**Work to be completed**
The answer must be an exact transcription of all the records below.

**The records**
[Start of Attachment]

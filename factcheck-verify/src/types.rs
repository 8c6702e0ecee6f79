use chrono::NaiveDate;
use serde::{Deserialize, Serialize};
use serde_json::Value;
use std::fmt;
use std::str::FromStr;

/// A claim to be checked. Immutable once constructed.
#[derive(Debug, Clone, PartialEq, Eq, Serialize, Deserialize)]
#[serde(transparent)]
pub struct Fact(String);

impl Fact {
    pub fn new(text: impl Into<String>) -> Self {
        Self(text.into())
    }

    pub fn as_str(&self) -> &str {
        &self.0
    }
}

impl From<&str> for Fact {
    fn from(text: &str) -> Self {
        Self::new(text)
    }
}

impl From<String> for Fact {
    fn from(text: String) -> Self {
        Self(text)
    }
}

impl fmt::Display for Fact {
    fn fmt(&self, f: &mut fmt::Formatter<'_>) -> fmt::Result {
        f.write_str(&self.0)
    }
}

#[derive(Debug, Clone, Copy, PartialEq, Eq, Hash, Serialize, Deserialize)]
#[serde(rename_all = "kebab-case")]
pub enum SourceType {
    News,
    PressRelease,
    Research,
    OfficialDocument,
    Blog,
}

impl SourceType {
    pub fn as_str(&self) -> &'static str {
        match self {
            SourceType::News => "news",
            SourceType::PressRelease => "press-release",
            SourceType::Research => "research",
            SourceType::OfficialDocument => "official-document",
            SourceType::Blog => "blog",
        }
    }
}

impl FromStr for SourceType {
    type Err = String;

    /// Lenient: case, spaces and underscores are normalised so that
    /// `"Press Release"` and `"official_document"` are recognised.
    fn from_str(s: &str) -> Result<Self, Self::Err> {
        let norm: String = s
            .trim()
            .chars()
            .map(|c| match c {
                ' ' | '_' => '-',
                other => other.to_ascii_lowercase(),
            })
            .collect();
        match norm.as_str() {
            "news" => Ok(SourceType::News),
            "press-release" => Ok(SourceType::PressRelease),
            "research" => Ok(SourceType::Research),
            "official-document" => Ok(SourceType::OfficialDocument),
            "blog" => Ok(SourceType::Blog),
            _ => Err(format!("unknown source type: {s}")),
        }
    }
}

/// A candidate supporting URL, enriched with model-derived metadata once it
/// passes credibility assessment.
#[derive(Debug, Clone, PartialEq, Serialize, Deserialize)]
#[serde(rename_all = "camelCase")]
pub struct Source {
    pub url: String,
    #[serde(default, skip_serializing_if = "Option::is_none")]
    pub source_type: Option<SourceType>,
    #[serde(default, skip_serializing_if = "Option::is_none")]
    pub credibility_score: Option<f64>,
    #[serde(default, skip_serializing_if = "Option::is_none")]
    pub analysis: Option<String>,
    #[serde(default, skip_serializing_if = "Option::is_none")]
    pub date: Option<NaiveDate>,
}

impl Source {
    pub fn new(url: impl Into<String>) -> Self {
        Self {
            url: url.into(),
            source_type: None,
            credibility_score: None,
            analysis: None,
            date: None,
        }
    }
}

/// Uniform result of one verification step.
#[derive(Debug, Clone, PartialEq, Serialize, Deserialize)]
#[serde(rename_all = "camelCase")]
pub struct StepResult {
    pub is_valid: bool,
    pub reason: String,
    /// The parsed model object, kept for audit.
    #[serde(default, skip_serializing_if = "Option::is_none")]
    pub details: Option<Value>,
    /// Start of the recency window; only the recency step sets it.
    #[serde(default, skip_serializing_if = "Option::is_none")]
    pub threshold: Option<NaiveDate>,
}

#[derive(Debug, Clone, Default, PartialEq, Serialize, Deserialize)]
#[serde(rename_all = "camelCase")]
pub struct VerificationDetails {
    #[serde(default, skip_serializing_if = "Option::is_none")]
    pub semantic: Option<StepResult>,
    #[serde(default, skip_serializing_if = "Option::is_none")]
    pub cross_reference: Option<StepResult>,
    #[serde(default, skip_serializing_if = "Option::is_none")]
    pub dates: Option<StepResult>,
}

impl VerificationDetails {
    pub fn is_empty(&self) -> bool {
        self.semantic.is_none() && self.cross_reference.is_none() && self.dates.is_none()
    }
}

/// States of one run, in order. A run that stops early reports the last
/// state it reached.
#[derive(Debug, Clone, Copy, Default, PartialEq, Eq, PartialOrd, Ord, Serialize, Deserialize)]
#[serde(rename_all = "snake_case")]
pub enum VerificationStage {
    #[default]
    Start,
    SourcesValidated,
    SemanticChecked,
    CrossReferenced,
    DatesChecked,
    Done,
}

/// Terminal result of one orchestration run.
#[derive(Debug, Clone, PartialEq, Serialize, Deserialize)]
#[serde(rename_all = "camelCase")]
pub struct VerificationOutcome {
    pub is_valid: bool,
    pub reason: String,
    pub stage: VerificationStage,
    pub valid_sources: Vec<Source>,
    #[serde(default, skip_serializing_if = "Option::is_none")]
    pub verification_details: Option<VerificationDetails>,
    #[serde(default, skip_serializing_if = "Option::is_none")]
    pub error: Option<String>,
}

impl VerificationOutcome {
    pub(crate) fn verified(
        reason: &str,
        valid_sources: Vec<Source>,
        details: VerificationDetails,
    ) -> Self {
        Self {
            is_valid: true,
            reason: reason.to_string(),
            stage: VerificationStage::Done,
            valid_sources,
            verification_details: Some(details),
            error: None,
        }
    }

    pub(crate) fn rejected(
        reason: impl Into<String>,
        stage: VerificationStage,
        valid_sources: Vec<Source>,
        details: Option<VerificationDetails>,
    ) -> Self {
        Self {
            is_valid: false,
            reason: reason.into(),
            stage,
            valid_sources,
            verification_details: details,
            error: None,
        }
    }

    pub(crate) fn with_error(mut self, error: impl Into<String>) -> Self {
        self.error = Some(error.into());
        self
    }
}

#[cfg(test)]
mod tests {
    use super::*;
    use serde_json::json;

    #[test]
    fn source_type_parsing_is_lenient() {
        assert_eq!("Press Release".parse(), Ok(SourceType::PressRelease));
        assert_eq!("official_document".parse(), Ok(SourceType::OfficialDocument));
        assert_eq!(" NEWS ".parse(), Ok(SourceType::News));
        assert!("podcast".parse::<SourceType>().is_err());
    }

    #[test]
    fn outcome_serializes_with_camel_case_and_omits_absent_details() {
        let mut source = Source::new("https://example.com/a");
        source.source_type = Some(SourceType::PressRelease);
        source.credibility_score = Some(0.9);
        let outcome = VerificationOutcome::rejected(
            "Insufficient valid sources",
            VerificationStage::Start,
            vec![source],
            None,
        );
        let value = serde_json::to_value(&outcome).unwrap();
        assert_eq!(
            value,
            json!({
                "isValid": false,
                "reason": "Insufficient valid sources",
                "stage": "start",
                "validSources": [{
                    "url": "https://example.com/a",
                    "sourceType": "press-release",
                    "credibilityScore": 0.9
                }]
            })
        );
    }

    #[test]
    fn stages_are_ordered() {
        assert!(VerificationStage::Start < VerificationStage::SourcesValidated);
        assert!(VerificationStage::DatesChecked < VerificationStage::Done);
    }
}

[End of Attachment]

**Exercise answer**
filename factcheck-verify/src/types.rs
repository 8c6702e0ecee6f79
use chrono::NaiveDate;
use serde::{Deserialize, Serialize};
use serde_json::Value;
use std::fmt;
use std::str::FromStr;

/// A claim to be checked. Immutable once constructed.
#[derive(Debug, Clone, PartialEq, Eq, Serialize, Deserialize)]
#[serde(transparent)]
pub struct Fact(String);

impl Fact {
    pub fn new(text: impl Into<String>) -> Self {
        Self(text.into())
    }

    pub fn as_str(&self) -> &str {
        &self.0
    }
}

impl From<&str> for Fact {
    fn from(text: &str) -> Self {
        Self::new(text)
    }
}

impl From<String> for Fact {
    fn from(text: String) -> Self {
        Self(text)
    }
}

impl fmt::Display for Fact {
    fn fmt(&self, f: &mut fmt::Formatter<'_>) -> fmt::Result {
        f.write_str(&self.0)
    }
}

#[derive(Debug, Clone, Copy, PartialEq, Eq, Hash, Serialize, Deserialize)]
#[serde(rename_all = "kebab-case")]
pub enum SourceType {
    News,
    PressRelease,
    Research,
    OfficialDocument,
    Blog,
}

impl SourceType {
    pub fn as_str(&self) -> &'static str {
        match self {
            SourceType::News => "news",
            SourceType::PressRelease => "press-release",
            SourceType::Research => "research",
            SourceType::OfficialDocument => "official-document",
            SourceType::Blog => "blog",
        }
    }
}

impl FromStr for SourceType {
    type Err = String;

    /// Lenient: case, spaces and underscores are normalised so that
    /// `"Press Release"` and `"official_document"` are recognised.
    fn from_str(s: &str) -> Result<Self, Self::Err> {
        let norm: String = s
            .trim()
            .chars()
            .map(|c| match c {
                ' ' | '_' => '-',
                other => other.to_ascii_lowercase(),
            })
            .collect();
        match norm.as_str() {
            "news" => Ok(SourceType::News),
            "press-release" => Ok(SourceType::PressRelease),
            "research" => Ok(SourceType::Research),
            "official-document" => Ok(SourceType::OfficialDocument),
            "blog" => Ok(SourceType::Blog),
            _ => Err(format!("unknown source type: {s}")),
        }
    }
}

/// A candidate supporting URL, enriched with model-derived metadata once it
/// passes credibility assessment.
#[derive(Debug, Clone, PartialEq, Serialize, Deserialize)]
#[serde(rename_all = "camelCase")]
pub struct Source {
    pub url: String,
    #[serde(default, skip_serializing_if = "Option::is_none")]
    pub source_type: Option<SourceType>,
    #[serde(default, skip_serializing_if = "Option::is_none")]
    pub credibility_score: Option<f64>,
    #[serde(default, skip_serializing_if = "Option::is_none")]
    pub analysis: Option<String>,
    #[serde(default, skip_serializing_if = "Option::is_none")]
    pub date: Option<NaiveDate>,
}

impl Source {
    pub fn new(url: impl Into<String>) -> Self {
        Self {
            url: url.into(),
            source_type: None,
            credibility_score: None,
            analysis: None,
            date: None,
        }
    }
}

/// Uniform result of one verification step.
#[derive(Debug, Clone, PartialEq, Serialize, Deserialize)]
#[serde(rename_all = "camelCase")]
pub struct StepResult {
    pub is_valid: bool,
    pub reason: String,
    /// The parsed model object, kept for audit.
    #[serde(default, skip_serializing_if = "Option::is_none")]
    pub details: Option<Value>,
    /// Start of the recency window; only the recency step sets it.
    #[serde(default, skip_serializing_if = "Option::is_none")]
    pub threshold: Option<NaiveDate>,
}

#[derive(Debug, Clone, Default, PartialEq, Serialize, Deserialize)]
#[serde(rename_all = "camelCase")]
pub struct VerificationDetails {
    #[serde(default, skip_serializing_if = "Option::is_none")]
    pub semantic: Option<StepResult>,
    #[serde(default, skip_serializing_if = "Option::is_none")]
    pub cross_reference: Option<StepResult>,
    #[serde(default, skip_serializing_if = "Option::is_none")]
    pub dates: Option<StepResult>,
}

impl VerificationDetails {
    pub fn is_empty(&self) -> bool {
        self.semantic.is_none() && self.cross_reference.is_none() && self.dates.is_none()
    }
}

/// States of one run, in order. A run that stops early reports the last
/// state it reached.
#[derive(Debug, Clone, Copy, Default, PartialEq, Eq, PartialOrd, Ord, Serialize, Deserialize)]
#[serde(rename_all = "snake_case")]
pub enum VerificationStage {
    #[default]
    Start,
    SourcesValidated,
    SemanticChecked,
    CrossReferenced,
    DatesChecked,
    Done,
}

/// Terminal result of one orchestration run.
#[derive(Debug, Clone, PartialEq, Serialize, Deserialize)]
#[serde(rename_all = "camelCase")]
pub struct VerificationOutcome {
    pub is_valid: bool,
    pub reason: String,
    pub stage: VerificationStage,
    pub valid_sources: Vec<Source>,
    #[serde(default, skip_serializing_if = "Option::is_none")]
    pub verification_details: Option<VerificationDetails>,
    #[serde(default, skip_serializing_if = "Option::is_none")]
    pub error: Option<String>,
}

impl VerificationOutcome {
    pub(crate) fn verified(
        reason: &str,
        valid_sources: Vec<Source>,
        details: VerificationDetails,
    ) -> Self {
        Self {
            is_valid: true,
            reason: reason.to_string(),
            stage: VerificationStage::Done,
            valid_sources,
            verification_details: Some(details),
            error: None,
        }
    }

    pub(crate) fn rejected(
        reason: impl Into<String>,
        stage: VerificationStage,
        valid_sources: Vec<Source>,
        details: Option<VerificationDetails>,
    ) -> Self {
        Self {
            is_valid: false,
            reason: reason.into(),
            stage,
            valid_sources,
            verification_details: details,
            error: None,
        }
    }

    pub(crate) fn with_error(mut self, error: impl Into<String>) -> Self {
        self.error = Some(error.into());
        self
    }
}

#[cfg(test)]
mod tests {
    use super::*;
    use serde_json::json;

    #[test]
    fn source_type_parsing_is_lenient() {
        assert_eq!("Press Release".parse(), Ok(SourceType::PressRelease));
        assert_eq!("official_document".parse(), Ok(SourceType::OfficialDocument));
        assert_eq!(" NEWS ".parse(), Ok(SourceType::News));
        assert!("podcast".parse::<SourceType>().is_err());
    }

    #[test]
    fn outcome_serializes_with_camel_case_and_omits_absent_details() {
        let mut source = Source::new("https://example.com/a");
        source.source_type = Some(SourceType::PressRelease);
        source.credibility_score = Some(0.9);
        let outcome = VerificationOutcome::rejected(
            "Insufficient valid sources",
            VerificationStage::Start,
            vec![source],
            None,
        );
        let value = serde_json::to_value(&outcome).unwrap();
        assert_eq!(
            value,
            json!({
                "isValid": false,
                "reason": "Insufficient valid sources",
                "stage": "start",
                "validSources": [{
                    "url": "https://example.com/a",
                    "sourceType": "press-release",
                    "credibilityScore": 0.9
                }]
            })
        );
    }

    #[test]
    fn stages_are_ordered() {
        assert!(VerificationStage::Start < VerificationStage::SourcesValidated);
        assert!(VerificationStage::DatesChecked < VerificationStage::Done);
    }
}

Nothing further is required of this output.